The structural injury risk factors are associated with the physical and the organizational environment. The physical risk factors are determined by the physical conditions at the construction site: the site constraints, the site layout/space, camps for accommodation of workers, the weather conditions at the site (hot, cold, wet, ice, flood), machines and equipment, materials, scaffolding and ladders, protection against falling from heights, lightning and electricity, and housekeeping, and so on. The physical injury prevention measures include safety walk rounds at the site, where a number of physical safety aspects are inspected and evaluated, typically ones a week. The physical environment may include objects (stray ships or cars) from outside the construction site penetrating into the work zone. These external risks are eliminated or reduced by surveillance systems (for example, vessel traffic service systems) and barriers systems (for example, guard ships and crash fence). The organizational environment is determined by the contracting method chosen by the client, the contractors' organization at the construction site, work scheduling, and at macro level the political and economic organization of the construction companies and the construction industry. Organizational risk factors are changed through legislation, regulation, organization and economy. The organizational injury prevention measures include safety management systems and safety audits (Hale and Hovden, 1998).

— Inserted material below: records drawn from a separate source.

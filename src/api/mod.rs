pub mod error;
pub mod middleware;
pub mod routes;
pub mod sse;

use std::sync::Arc;

use axum::Router;
use tower_http::cors::CorsLayer;
use tower_http::trace::TraceLayer;

// Re-export for convenience
pub use crate::infrastructure::app_state::AppState;

/// Build the complete HTTP application
pub fn create_app(state: Arc<AppState>) -> Router {
    Router::new()
        .nest("/api", routes::create_api_router(state.clone()))
        .layer(CorsLayer::permissive())
        .layer(TraceLayer::new_for_http())
        .with_state(state)
}
pub mod entities;
pub mod repositories;
pub mod services;
pub mod value_objects;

Culture has been called ‘the way of life for an entire society’. As such, it includes codes of manners, dress, language, religion, rituals, norms of behaviour such as law and morality, beliefs and values. Social norms can be viewed as statements that regulate behaviour and are enforced through social sanctions. Social sanctioning is what distinguishes norms from other cultural dimensions like beliefs and values.

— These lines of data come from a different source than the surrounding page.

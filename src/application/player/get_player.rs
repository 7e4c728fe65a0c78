use std::sync::Arc;

use crate::application::{load_player, GameError};
use crate::domain::entities::Player;
use crate::domain::repositories::RoomRepository;

pub struct GetPlayerInput {
    pub player_id: String,
}

/// Get player use case
pub struct GetPlayer<R: RoomRepository> {
    room_repo: Arc<R>,
}

impl<R: RoomRepository> GetPlayer<R> {
    pub fn new(room_repo: Arc<R>) -> Self {
        Self { room_repo }
    }

    pub async fn execute(&self, input: GetPlayerInput) -> Result<Player, GameError> {
        load_player(self.room_repo.as_ref(), &input.player_id).await
    }
}
use serde::{Deserialize, Serialize};

/// Player entity - a participant of exactly one room
#[derive(Debug, Clone, PartialEq, Eq, Serialize, Deserialize)]
#[serde(rename_all = "camelCase")]
pub struct Player {
    pub id: String,
    pub room_id: String,
    pub display_name: String,
    pub is_impostor: bool,
    pub is_eliminated: bool,
    pub is_host: bool,
    pub score: i64,
    pub joined_at: i64,
}

impl Player {
    /// Create a new player
    pub fn new(id: String, room_id: String, display_name: String, is_host: bool) -> Self {
        Self {
            id,
            room_id,
            display_name,
            is_impostor: false,
            is_eliminated: false,
            is_host,
            score: 0,
            joined_at: chrono::Utc::now().timestamp_millis(),
        }
    }

    /// Still in contention for the impostor draw and as a vote target
    pub fn is_active(&self) -> bool {
        !self.is_eliminated
    }
}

Two concepts, safety culture and safety climate, have been introduced in injury prevention research. Dov Zohar (2000) defines safety climate as the employees' shared perceptions of management's commitment and performance with regards to safety policies, procedures and practices. Whereas safety climate is a psychological construct referring to shared perceptions, safety culture is generally taken to refer to the basic values and beliefs regarding safety in the organization, and is considered to be a more persistent construct that is harder to influence directly (Mearns and Flin, 1999; Guldenmund, 2000). However, relationships and differences between the two concepts are to some extent unclear. While they can be differentiated to a certain extent in theory, the means by which they have been operationalized often makes it difficult to distinguish the two concepts in practice. The distinction has been grounded in methodological issues, where climate usually is assessed through quantitative measures, that is, questionnaires, while culture is assessed via qualitative interviews and anthropological methods (Mearns and Flin, 1999; Guldenmund, 2000). Although consensus on definition and measurement issues is still lacking, there is agreement about the main dimensions of safety climate. Recent safety research clearly shows the importance of managerial factors such as management commitment to injury prevention (Flin, 2003). Worker involvement in safety planning has also been identified as an important factor in safety climate (Dedobbeleer and Beland, 1991). In the proposed injury prevention model the broader term, culture, has been chosen in order not to eliminate possible safety measures. It may be a challenge to identify cultural dimensions that have an impact on safety practice (Dejoy, 2005). However, changing relevant aspects of the culture may, at least in the long run, prove to be among the most effective injury preventive measures (Lund, 2004).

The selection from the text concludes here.